At the same time, the Yankees were ready to continue competing in 2013. However, they did lose a couple big name players in free agency including: Nick Swisher, Raul Ibanez, and Eric Chavez to name a few. In their place, the Yankees signed ex-Indian Travis Hafner, third baseman Kevin Youkilis, along with the late Spring Training acquisitions of Lyle Overbay and Vernon Wells (who had become a laughingstock in Anaheim.) Along with the signing of Ichiro Suzuki to a two-year deal, the Yankees front office expected big things from the team’s new core.

In reality, as we know, that did not happen. Travis Hafner and Vernon Wells got onto extremely hot Aprils. Hafner had six home runs in April, hitting .318 through the month. His numbers collapsed after that. By the game on July 26, 2013 against the Tampa Bay Rays, Hafner was hitting .205, with only six home runs more than his April had provided. On July 28, the Yankees placed Hafner on the 15-day disabled list with a shoulder injury. He would not appear in another game until September 29, in the last series of the season against Houston. Hafner finished his career with the Yankees with a .202 average and only 12 home runs.

Vernon Wells’ season in 2013 looked much like Hafner’s, with a strong April and lackluster results after. By May 15, Wells had 11 home runs, and afterwards, he only managed five more. By the trade deadline, he was a liability compared to what he was signed. The Yankees managed to bring in Alfonso Soriano to help the offense in a controversial deal (to the fans) for pitching prospect Corey Black. Soriano came in and went on a tear, hitting 17 home runs in 58 games with the Yankees that season. He also added 50 RBI and was one of the few reasons the Yankees were able to stay in the race for a Wild Card, aside of Robinson Cano and Hiroki Kuroda.

The Yankees had another headache in the pitching department, particularly surrounding Phil Hughes. Hughes had a bad season in 2013. In his second straight season working as a starter, Hughes had a terrible start in April. He turned it around in early May, but then completely collapsed. His best game, by far, came on May 4, when he pitched eight strong innings with nine strikeouts against the Oakland Athletics. Hughes’ ERA dropped to 3.60, but the next start, against the Royals; he gave up six runs in 5.2 innings.

There were some other signs of life in the 2013 season, but by the trade deadline, he was toast. He was working in the bullpen with David Huff, who was making short starts or vice versa. Hughes left for a new environment in Minnesota, which ended a once hopeful tenure in New York.

At the same time, the Yankees had a couple retirement tours to deal with.
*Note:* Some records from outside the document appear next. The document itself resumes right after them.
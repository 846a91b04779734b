//! Core domain logic for the larder canned-goods inventory.
//! This crate is the single source of truth for business invariants:
//! id compaction, referential integrity, date garbage collection, and
//! the persisted document format. The desktop shell (windows, dialogs,
//! tray icon) stays outside and talks to the core through the registry,
//! observer, and service APIs.

pub mod logging;
pub mod model;
pub mod observe;
pub mod registry;
pub mod service;
pub mod store;

pub use logging::{default_log_level, init_logging, logging_status};
pub use model::expiration::{days_to_expiration, ExpirationBand};
pub use model::good_name::is_valid_good_name;
pub use model::ids::{CanId, DateId, DayNumber, GoodId, NO_DATE};
pub use observe::TableObserver;
pub use registry::{
    CanRegistry, DateRegistry, GoodRegistry, RegistryError, RegistryResult,
};
pub use service::inventory_service::InventoryService;
pub use store::{JsonStore, StoreError, StoreResult};

/// Returns the core crate version.
pub fn core_version() -> &'static str {
    env!("CARGO_PKG_VERSION")
}
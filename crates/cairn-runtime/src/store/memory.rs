use std::path::{Path, PathBuf};

use serde::{Deserialize, Serialize};
use tracing::debug;

use cairn_core::error::{CairnError, Result};
use cairn_core::schema::CollectionSchema;

use super::{merge_collections, SchemaStore};
use crate::migrations::{AppliedRecord, MigrationId};

/// On-disk layout of a snapshot file.
#[derive(Debug, Default, Serialize, Deserialize)]
struct Snapshot {
    #[serde(default)]
    collections: Vec<CollectionSchema>,
    #[serde(default)]
    migrations: Vec<AppliedRecord>,
}

/// In-process schema store, optionally persisted to a JSON snapshot file.
///
/// With a snapshot path every commit rewrites the file (write to a temp
/// file, then rename) before the in-memory state changes.
#[derive(Debug, Default)]
pub struct MemoryStore {
    collections: Vec<CollectionSchema>,
    applied: Vec<AppliedRecord>,
    locked: bool,
    writes: usize,
    snapshot_path: Option<PathBuf>,
}

impl MemoryStore {
    pub fn new() -> Self {
        Self::default()
    }

    /// Start from a set of collections.
    pub fn with_collections(collections: Vec<CollectionSchema>) -> Self {
        Self {
            collections,
            ..Self::default()
        }
    }

    /// Open a snapshot file, starting empty if it does not exist yet.
    pub async fn open(path: impl AsRef<Path>) -> Result<Self> {
        let path = path.as_ref().to_path_buf();
        let snapshot = if tokio::fs::try_exists(&path).await? {
            let content = tokio::fs::read_to_string(&path).await?;
            serde_json::from_str::<Snapshot>(&content)?
        } else {
            debug!("Snapshot {:?} does not exist, starting empty", path);
            Snapshot::default()
        };

        Ok(Self {
            collections: snapshot.collections,
            applied: snapshot.migrations,
            snapshot_path: Some(path),
            ..Self::default()
        })
    }

    pub fn collections(&self) -> &[CollectionSchema] {
        &self.collections
    }

    /// Borrow a collection by id or name.
    pub fn collection(&self, id_or_name: &str) -> Option<&CollectionSchema> {
        self.collections.iter().find(|c| c.matches(id_or_name))
    }

    pub fn applied(&self) -> &[AppliedRecord] {
        &self.applied
    }

    /// Number of commits performed.
    pub fn write_count(&self) -> usize {
        self.writes
    }

    pub fn is_locked(&self) -> bool {
        self.locked
    }

    async fn commit(
        &mut self,
        collections: Vec<CollectionSchema>,
        applied: Vec<AppliedRecord>,
    ) -> Result<()> {
        let snapshot = Snapshot {
            collections,
            migrations: applied,
        };

        if let Some(path) = &self.snapshot_path {
            let content = serde_json::to_string_pretty(&snapshot)?;
            let tmp = path.with_extension("json.tmp");
            tokio::fs::write(&tmp, content).await?;
            tokio::fs::rename(&tmp, path).await?;
        }

        self.collections = snapshot.collections;
        self.applied = snapshot.migrations;
        self.writes += 1;
        Ok(())
    }
}

impl SchemaStore for MemoryStore {
    async fn acquire_lock(&mut self) -> Result<()> {
        if self.locked {
            return Err(CairnError::InvalidState(
                "migration lock is already held".to_string(),
            ));
        }
        self.locked = true;
        Ok(())
    }

    async fn release_lock(&mut self) -> Result<()> {
        self.locked = false;
        Ok(())
    }

    async fn ensure_tables(&mut self) -> Result<()> {
        Ok(())
    }

    async fn load_collections(&mut self) -> Result<Vec<CollectionSchema>> {
        Ok(self.collections.clone())
    }

    async fn applied_records(&mut self) -> Result<Vec<AppliedRecord>> {
        Ok(self.applied.clone())
    }

    async fn commit_apply(
        &mut self,
        changed: &[CollectionSchema],
        record: &AppliedRecord,
    ) -> Result<()> {
        if self
            .applied
            .iter()
            .any(|r| r.identifier == record.identifier)
        {
            return Err(CairnError::Database(format!(
                "migration {} is already recorded",
                record.identifier
            )));
        }

        let mut collections = self.collections.clone();
        merge_collections(&mut collections, changed);
        let mut applied = self.applied.clone();
        applied.push(record.clone());

        self.commit(collections, applied).await
    }

    async fn commit_revert(
        &mut self,
        changed: &[CollectionSchema],
        identifier: &MigrationId,
    ) -> Result<()> {
        let mut applied = self.applied.clone();
        let before = applied.len();
        applied.retain(|r| &r.identifier != identifier);
        if applied.len() == before {
            return Err(CairnError::NotFound(format!(
                "applied record for migration {}",
                identifier
            )));
        }

        let mut collections = self.collections.clone();
        merge_collections(&mut collections, changed);

        self.commit(collections, applied).await
    }

    async fn import_collections(&mut self, collections: &[CollectionSchema]) -> Result<()> {
        let mut merged = self.collections.clone();
        merge_collections(&mut merged, collections);

        for (i, collection) in merged.iter().enumerate() {
            if let Some(other) = merged[..i].iter().find(|c| c.name == collection.name) {
                return Err(CairnError::Validation(format!(
                    "collection name '{}' is already used by '{}'",
                    collection.name, other.id
                )));
            }
        }
        let applied = self.applied.clone();

        self.commit(merged, applied).await
    }
}

#[cfg(test)]
mod tests {
    use super::*;
    use cairn_core::schema::CollectionKind;
    use tempfile::TempDir;

    fn trails() -> CollectionSchema {
        CollectionSchema::new("pbc_1", "trails", CollectionKind::Base)
    }

    #[tokio::test]
    async fn test_lock_is_exclusive() {
        let mut store = MemoryStore::new();
        store.acquire_lock().await.unwrap();
        assert!(matches!(
            store.acquire_lock().await,
            Err(CairnError::InvalidState(_))
        ));
        store.release_lock().await.unwrap();
        assert!(!store.is_locked());
        store.acquire_lock().await.unwrap();
    }

    #[tokio::test]
    async fn test_commit_apply_and_revert() {
        let mut store = MemoryStore::with_collections(vec![trails()]);
        let mut changed = trails();
        changed.list_rule = Some(String::new());
        let record = AppliedRecord::now(MigrationId::from("0001_a"));

        store.commit_apply(&[changed], &record).await.unwrap();
        assert_eq!(store.applied().len(), 1);
        assert_eq!(
            store.collection("trails").unwrap().list_rule.as_deref(),
            Some("")
        );

        let err = store.commit_apply(&[], &record).await.unwrap_err();
        assert!(matches!(err, CairnError::Database(_)));

        store
            .commit_revert(&[trails()], &MigrationId::from("0001_a"))
            .await
            .unwrap();
        assert!(store.applied().is_empty());
        assert_eq!(store.collection("pbc_1"), Some(&trails()));
        assert_eq!(store.write_count(), 2);
    }

    #[tokio::test]
    async fn test_revert_unknown_record_fails() {
        let mut store = MemoryStore::new();
        let err = store
            .commit_revert(&[], &MigrationId::from("0001_a"))
            .await
            .unwrap_err();
        assert!(matches!(err, CairnError::NotFound(_)));
        assert_eq!(store.write_count(), 0);
    }

    #[tokio::test]
    async fn test_import_rejects_name_taken_by_other_id() {
        let mut store = MemoryStore::with_collections(vec![trails()]);
        let clash = CollectionSchema::new("pbc_2", "trails", CollectionKind::Base);

        let err = store.import_collections(&[clash]).await.unwrap_err();
        assert!(matches!(err, CairnError::Validation(_)));
        assert_eq!(store.collections(), &[trails()]);
        assert_eq!(store.write_count(), 0);

        let mut renamed = trails();
        renamed.name = "routes".to_string();
        store.import_collections(&[renamed]).await.unwrap();
        assert!(store.collection("routes").is_some());
    }

    #[tokio::test]
    async fn test_snapshot_round_trip() {
        let dir = TempDir::new().unwrap();
        let path = dir.path().join("schema.json");

        let mut store = MemoryStore::open(&path).await.unwrap();
        assert!(store.collections().is_empty());
        store.import_collections(&[trails()]).await.unwrap();
        store
            .commit_apply(&[], &AppliedRecord::now(MigrationId::from("0001_a")))
            .await
            .unwrap();

        let reopened = MemoryStore::open(&path).await.unwrap();
        assert_eq!(reopened.collections(), &[trails()]);
        assert_eq!(reopened.applied()[0].identifier.as_str(), "0001_a");
        assert!(!dir.path().join("schema.json.tmp").exists());
    }
}
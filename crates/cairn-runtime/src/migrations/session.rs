use std::collections::BTreeSet;

use tracing::debug;

use cairn_core::error::{CairnError, Result};
use cairn_core::schema::CollectionSchema;

/// Working copy of the collection registry for one migration step.
///
/// Saved collections are staged here and only reach the store when the
/// runner commits the step. Dropping a session discards its changes.
#[derive(Debug, Clone)]
pub struct SchemaSession {
    collections: Vec<CollectionSchema>,
    dirty: BTreeSet<String>,
}

impl SchemaSession {
    pub fn new(collections: Vec<CollectionSchema>) -> Self {
        Self {
            collections,
            dirty: BTreeSet::new(),
        }
    }

    /// Look up a collection by id, then by name. Returns an owned copy;
    /// edits take effect only through [`SchemaSession::save_collection`].
    pub fn find_collection(&self, id_or_name: &str) -> Result<CollectionSchema> {
        self.collection(id_or_name)
            .cloned()
            .ok_or_else(|| CairnError::NotFound(format!("collection '{}'", id_or_name)))
    }

    /// Borrow a collection by id or name.
    pub fn collection(&self, id_or_name: &str) -> Option<&CollectionSchema> {
        self.collections
            .iter()
            .find(|c| c.id == id_or_name)
            .or_else(|| self.collections.iter().find(|c| c.name == id_or_name))
    }

    /// Validate and stage a collection, replacing the one with the same id.
    pub fn save_collection(&mut self, collection: CollectionSchema) -> Result<()> {
        collection.validate()?;

        if let Some(other) = self
            .collections
            .iter()
            .find(|c| c.id != collection.id && c.name == collection.name)
        {
            return Err(CairnError::Validation(format!(
                "collection name '{}' is already used by '{}'",
                collection.name, other.id
            )));
        }

        debug!(collection = %collection.name, "Staging collection");
        self.dirty.insert(collection.id.clone());
        match self.collections.iter_mut().find(|c| c.id == collection.id) {
            Some(existing) => *existing = collection,
            None => self.collections.push(collection),
        }
        Ok(())
    }

    /// All collections, in load order.
    pub fn collections(&self) -> &[CollectionSchema] {
        &self.collections
    }

    /// Collections saved during this session.
    pub fn changed(&self) -> Vec<CollectionSchema> {
        self.collections
            .iter()
            .filter(|c| self.dirty.contains(&c.id))
            .cloned()
            .collect()
    }

    pub fn is_dirty(&self) -> bool {
        !self.dirty.is_empty()
    }

    pub fn into_collections(self) -> Vec<CollectionSchema> {
        self.collections
    }
}
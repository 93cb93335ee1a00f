use serde::{Deserialize, Serialize};

/// Observability configuration.
#[derive(Debug, Clone, Default, Serialize, Deserialize)]
pub struct ObservabilityConfig {
    /// Logging configuration.
    #[serde(default)]
    pub logging: LoggingConfig,
}

/// Logging configuration.
#[derive(Debug, Clone, Serialize, Deserialize)]
pub struct LoggingConfig {
    /// Log level, used when `RUST_LOG` is unset.
    #[serde(default = "default_log_level")]
    pub level: String,

    /// Whether to output JSON format.
    #[serde(default)]
    pub json_format: bool,
}

impl Default for LoggingConfig {
    fn default() -> Self {
        Self {
            level: default_log_level(),
            json_format: false,
        }
    }
}

fn default_log_level() -> String {
    "info".to_string()
}
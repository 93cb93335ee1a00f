//! cairn - collection-schema migrations for the trail-sharing app.
//!
//! Bundles the app's migrations and assembles them, together with any
//! migration files and programmatic units, into a registry that runs
//! against PostgreSQL or a local snapshot.

pub mod migrations;
mod runtime;

// Re-export the building blocks for programmatic migrations
pub use cairn_runtime::migrations::{Migration, MigrationId, SchemaSession};

pub use runtime::prelude;
pub use runtime::{Cairn, CairnBuilder};
//! Versioned, reversible schema migrations.

mod loader;
mod registry;
mod runner;
mod session;
mod unit;

pub use loader::load_migrations_from_dir;
pub use registry::MigrationRegistry;
pub use runner::{
    AppliedMigration, CheckEntry, CheckOutcome, CheckReport, MigrationRunner, MigrationStatus,
    RunReport,
};
pub use session::SchemaSession;
pub use unit::{AppliedRecord, Migration, MigrationFile, MigrationId, MigrationStep, PatchSet};
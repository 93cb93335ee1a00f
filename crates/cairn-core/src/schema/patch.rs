//! Typed, introspectable schema patch operations.
//!
//! A [`CollectionPatch`] targets one collection and carries an ordered list
//! of [`PatchOp`]s. Applying a patch mutates the collection in memory; saving
//! it is the caller's concern.

use serde::{Deserialize, Serialize};

use super::collection::{CollectionAttribute, CollectionSchema};
use super::field::FieldDescriptor;
use crate::error::Result;

/// A single schema mutation.
#[derive(Debug, Clone, PartialEq, Serialize, Deserialize)]
#[serde(tag = "op", rename_all = "camelCase")]
pub enum PatchOp {
    /// Overwrite an attribute with a literal value.
    #[serde(rename = "set")]
    SetAttribute {
        attribute: CollectionAttribute,
        value: Option<String>,
    },

    /// Insert a field at a position (past the end appends).
    InsertFieldAt {
        position: usize,
        field: FieldDescriptor,
    },

    /// Remove a field by id.
    RemoveFieldById { id: String },
}

impl PatchOp {
    /// Apply this operation to a collection.
    pub fn apply(&self, collection: &mut CollectionSchema) -> Result<()> {
        match self {
            PatchOp::SetAttribute { attribute, value } => {
                collection.set_attribute(*attribute, value.clone())
            }
            PatchOp::InsertFieldAt { position, field } => collection
                .fields
                .insert_at(*position, field.clone())
                .map(|_| ()),
            PatchOp::RemoveFieldById { id } => collection.fields.remove_by_id(id).map(|_| ()),
        }
    }
}

impl std::fmt::Display for PatchOp {
    fn fmt(&self, f: &mut std::fmt::Formatter<'_>) -> std::fmt::Result {
        match self {
            PatchOp::SetAttribute { attribute, value } => match value {
                Some(_) => write!(f, "set {}", attribute),
                None => write!(f, "clear {}", attribute),
            },
            PatchOp::InsertFieldAt { position, field } => write!(
                f,
                "insert {} field '{}' ({}) at {}",
                field.kind, field.name, field.id, position
            ),
            PatchOp::RemoveFieldById { id } => write!(f, "remove field {}", id),
        }
    }
}

/// An ordered list of operations against one collection.
#[derive(Debug, Clone, PartialEq, Serialize, Deserialize)]
pub struct CollectionPatch {
    /// Id or name of the target collection.
    pub collection: String,

    /// Operations, applied in order.
    #[serde(default)]
    pub ops: Vec<PatchOp>,
}

impl CollectionPatch {
    /// Start an empty patch against a collection.
    pub fn new(collection: impl Into<String>) -> Self {
        Self {
            collection: collection.into(),
            ops: Vec::new(),
        }
    }

    /// Overwrite an attribute.
    pub fn set(mut self, attribute: CollectionAttribute, value: Option<&str>) -> Self {
        self.ops.push(PatchOp::SetAttribute {
            attribute,
            value: value.map(str::to_string),
        });
        self
    }

    /// Insert a field at a position.
    pub fn insert_field_at(mut self, position: usize, field: FieldDescriptor) -> Self {
        self.ops.push(PatchOp::InsertFieldAt { position, field });
        self
    }

    /// Remove a field by id.
    pub fn remove_field_by_id(mut self, id: impl Into<String>) -> Self {
        self.ops.push(PatchOp::RemoveFieldById { id: id.into() });
        self
    }

    /// Apply every operation in order. Stops at the first failure, leaving
    /// the collection partially patched; callers discard it on error.
    pub fn apply(&self, collection: &mut CollectionSchema) -> Result<()> {
        for op in &self.ops {
            op.apply(collection)?;
        }
        Ok(())
    }
}
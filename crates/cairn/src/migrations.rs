//! Migrations compiled into the binary.

use cairn_core::error::Result;
use cairn_runtime::migrations::Migration;

const BUNDLED: &[(&str, &str)] = &[
    (
        "1747952550_updated_timeline",
        include_str!("../bundled/1747952550_updated_timeline.json"),
    ),
    (
        "1749837751_updated_trail_like",
        include_str!("../bundled/1749837751_updated_trail_like.json"),
    ),
];

/// The trail app's own schema migrations.
pub fn bundled_migrations() -> Result<Vec<Migration>> {
    BUNDLED
        .iter()
        .map(|(id, body)| Migration::from_json(*id, body))
        .collect()
}

#[cfg(test)]
mod tests {
    use super::*;
    use cairn_core::schema::{
        CollectionAttribute, CollectionKind, CollectionSchema, FieldDescriptor, FieldKind,
        FieldList, PatchOp,
    };
    use cairn_runtime::migrations::{
        CheckOutcome, MigrationFile, MigrationId, MigrationRegistry, MigrationRunner,
        SchemaSession,
    };
    use cairn_runtime::store::MemoryStore;

    fn bundled(id: &str) -> Migration {
        bundled_migrations()
            .unwrap()
            .into_iter()
            .find(|m| m.id().as_str() == id)
            .unwrap()
    }

    /// First `set` value in a bundled file's `down` patches.
    fn previous_value(index: usize) -> String {
        let file: MigrationFile = serde_json::from_str(BUNDLED[index].1).unwrap();
        match &file.down.0[0].ops[0] {
            PatchOp::SetAttribute {
                value: Some(value), ..
            } => value.clone(),
            other => panic!("unexpected op: {other}"),
        }
    }

    fn json_field(id: &str, name: &str) -> FieldDescriptor {
        FieldDescriptor::new(id, name, FieldKind::Json).with_option("maxSize", 1)
    }

    fn timeline() -> CollectionSchema {
        let mut collection =
            CollectionSchema::new("pbc_468398817", "timeline", CollectionKind::View);
        collection.fields = FieldList::new(vec![
            FieldDescriptor::new("text3208210256", "id", FieldKind::Text)
                .system()
                .required(),
            json_field("json1510011622", "trail_id"),
            json_field("json2434853685", "iri"),
            json_field("json2862495610", "date"),
            json_field("json1579384326", "name"),
        ]);
        collection.list_rule = Some(String::new());
        collection.view_query = Some(previous_value(0));
        collection
    }

    fn trail_like() -> CollectionSchema {
        let mut collection =
            CollectionSchema::new("pbc_1995454416", "trail_like", CollectionKind::Base);
        collection.fields = FieldList::new(vec![
            FieldDescriptor::new("text3208210256", "id", FieldKind::Text)
                .system()
                .required(),
            FieldDescriptor::new("relation1017343113", "trail", FieldKind::Relation)
                .with_option("collectionId", "e864strfxo14pm4")
                .with_option("maxSelect", 1),
            FieldDescriptor::new("relation1280522653", "actor", FieldKind::Relation)
                .with_option("collectionId", "pbc_1010476043")
                .with_option("maxSelect", 1),
        ]);
        collection.view_rule = Some(previous_value(1));
        collection
    }

    #[test]
    fn test_bundled_migrations_parse() {
        let migrations = bundled_migrations().unwrap();
        assert_eq!(migrations.len(), 2);
        assert_eq!(
            migrations[0].describe_up(),
            vec![
                "pbc_468398817: set viewQuery",
                "pbc_468398817: remove field json2434853685",
                "pbc_468398817: insert json field 'trail_author_username' (json3184124860) at 2",
                "pbc_468398817: insert json field 'trail_author_domain' (json2887874732) at 3",
                "pbc_468398817: insert json field 'trail_iri' (json113557190) at 4",
            ]
        );
    }

    #[test]
    fn test_updated_timeline_round_trip() {
        let migration = bundled("1747952550_updated_timeline");
        let mut session = SchemaSession::new(vec![timeline()]);

        migration.apply(&mut session).unwrap();
        let collection = session.collection("timeline").unwrap();
        assert_eq!(
            collection.fields.names(),
            vec![
                "id",
                "trail_id",
                "trail_author_username",
                "trail_author_domain",
                "trail_iri",
                "date",
                "name",
            ]
        );
        let query = collection.view_query.as_deref().unwrap();
        assert!(query.contains("tapa.username as trail_author_username"));
        assert!(query.contains("trails.iri as trail_iri"));

        migration.revert(&mut session).unwrap();
        assert_eq!(session.collections(), &[timeline()]);
    }

    #[test]
    fn test_updated_trail_like_round_trip() {
        let migration = bundled("1749837751_updated_trail_like");
        let mut session = SchemaSession::new(vec![trail_like()]);

        migration.apply(&mut session).unwrap();
        assert_eq!(
            session
                .collection("pbc_1995454416")
                .unwrap()
                .attribute(CollectionAttribute::ViewRule),
            Some("actor.user = @request.auth.id")
        );

        migration.revert(&mut session).unwrap();
        assert_eq!(session.collections(), &[trail_like()]);
    }

    #[tokio::test]
    async fn test_bundled_migrations_run_and_revert() {
        let store = MemoryStore::with_collections(vec![timeline(), trail_like()]);
        let registry = MigrationRegistry::new(bundled_migrations().unwrap()).unwrap();
        let mut runner = MigrationRunner::new(store, registry);

        let report = runner.check().await.unwrap();
        assert!(report
            .entries
            .iter()
            .all(|e| e.outcome == CheckOutcome::RoundTrip));

        let report = runner.run_pending().await.unwrap();
        assert_eq!(
            report.applied,
            vec![
                MigrationId::from("1747952550_updated_timeline"),
                MigrationId::from("1749837751_updated_trail_like"),
            ]
        );

        runner.revert_last(2).await.unwrap();
        assert_eq!(runner.store().collections(), &[timeline(), trail_like()]);
    }

    #[tokio::test]
    async fn test_bundled_migrations_need_their_collections() {
        let registry = MigrationRegistry::new(bundled_migrations().unwrap()).unwrap();
        let mut runner = MigrationRunner::new(MemoryStore::new(), registry);

        let err = runner.run_pending().await.unwrap_err();
        assert_eq!(err.failed_identifier(), Some("1747952550_updated_timeline"));
    }
}
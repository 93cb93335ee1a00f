use std::collections::{BTreeMap, HashSet};

use cairn_core::error::{CairnError, Result};

use super::unit::{Migration, MigrationId};

/// Ordered set of migration units, keyed by identifier.
///
/// Built once by the startup sequence and then moved into the runner.
#[derive(Debug, Clone, Default)]
pub struct MigrationRegistry {
    migrations: BTreeMap<MigrationId, Migration>,
}

impl MigrationRegistry {
    /// Build a registry from units given in any order.
    pub fn new(units: impl IntoIterator<Item = Migration>) -> Result<Self> {
        let mut registry = Self::default();
        for unit in units {
            registry.register(unit)?;
        }
        Ok(registry)
    }

    /// Add a unit. Fails without modifying the registry when the
    /// identifier is empty or already registered.
    pub fn register(&mut self, unit: Migration) -> Result<()> {
        if unit.id().as_str().trim().is_empty() {
            return Err(CairnError::Validation(
                "migration identifier is empty".to_string(),
            ));
        }
        if self.migrations.contains_key(unit.id()) {
            return Err(CairnError::DuplicateIdentifier(unit.id().to_string()));
        }

        self.migrations.insert(unit.id().clone(), unit);
        Ok(())
    }

    /// Get a unit by identifier.
    pub fn get(&self, id: &MigrationId) -> Option<&Migration> {
        self.migrations.get(id)
    }

    pub fn contains(&self, id: &MigrationId) -> bool {
        self.migrations.contains_key(id)
    }

    /// Units in ascending identifier order.
    pub fn iter(&self) -> impl Iterator<Item = &Migration> {
        self.migrations.values()
    }

    pub fn len(&self) -> usize {
        self.migrations.len()
    }

    pub fn is_empty(&self) -> bool {
        self.migrations.is_empty()
    }

    /// Registered units not in `applied`, ascending.
    pub fn pending(&self, applied: &HashSet<MigrationId>) -> Vec<&Migration> {
        self.migrations
            .values()
            .filter(|m| !applied.contains(m.id()))
            .collect()
    }
}

#[cfg(test)]
mod tests {
    use super::*;

    fn noop(id: &str) -> Migration {
        Migration::from_patches(id, Vec::new(), Vec::new())
    }

    #[test]
    fn test_orders_by_identifier() {
        let registry =
            MigrationRegistry::new(vec![noop("0003_c"), noop("0001_a"), noop("0002_b")]).unwrap();

        let ids: Vec<&str> = registry.iter().map(|m| m.id().as_str()).collect();
        assert_eq!(ids, vec!["0001_a", "0002_b", "0003_c"]);
    }

    #[test]
    fn test_duplicate_identifier_rejected() {
        let mut registry = MigrationRegistry::new(vec![noop("X")]).unwrap();
        let err = registry.register(noop("X")).unwrap_err();
        assert!(matches!(err, CairnError::DuplicateIdentifier(ref id) if id == "X"));
        assert_eq!(registry.len(), 1);

        let err = MigrationRegistry::new(vec![noop("X"), noop("X")]).unwrap_err();
        assert!(matches!(err, CairnError::DuplicateIdentifier(_)));
    }

    #[test]
    fn test_empty_identifier_rejected() {
        let mut registry = MigrationRegistry::default();
        assert!(matches!(
            registry.register(noop(" ")),
            Err(CairnError::Validation(_))
        ));
        assert!(registry.is_empty());
    }

    #[test]
    fn test_pending_skips_applied() {
        let registry =
            MigrationRegistry::new(vec![noop("0001_a"), noop("0002_b"), noop("0003_c")]).unwrap();
        let applied: HashSet<MigrationId> = [MigrationId::from("0002_b")].into_iter().collect();

        let pending: Vec<&str> = registry
            .pending(&applied)
            .into_iter()
            .map(|m| m.id().as_str())
            .collect();
        assert_eq!(pending, vec!["0001_a", "0003_c"]);
        assert!(registry.contains(&MigrationId::from("0002_b")));
    }
}
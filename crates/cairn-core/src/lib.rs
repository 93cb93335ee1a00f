pub mod config;
pub mod error;
pub mod schema;

pub use config::CairnConfig;
pub use error::{CairnError, Result};
pub use schema::{
    CollectionAttribute, CollectionKind, CollectionPatch, CollectionSchema, FieldDescriptor,
    FieldKind, FieldList, PatchOp,
};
Before the season began, Yankee legend and closer Mariano Rivera announced he would retire at the end of the season. Andy Pettitte did so as well late in the season to less fanfare. Mariano racked up saves and an All-Star Most Valuable Player award, along with many intriguing gifts. These include items such as a chair made of broken bats from the Twins, beach cruisers from San Diego, and even a ginormous jet.

Rivera managed to rack up saves to reach 652, and on September 22, they retired his No. 42 into Monument Park, with Metallica in presence. On September 26, the famous scene of Mariano being taken off the mound by Pettitte and Derek Jeter occurred, his last ever appearance. A couple days later, Andy Pettitte got a Cinderella finish of his career in Houston. He pitched a complete game shutout of the Astros in front of his hometown crowd.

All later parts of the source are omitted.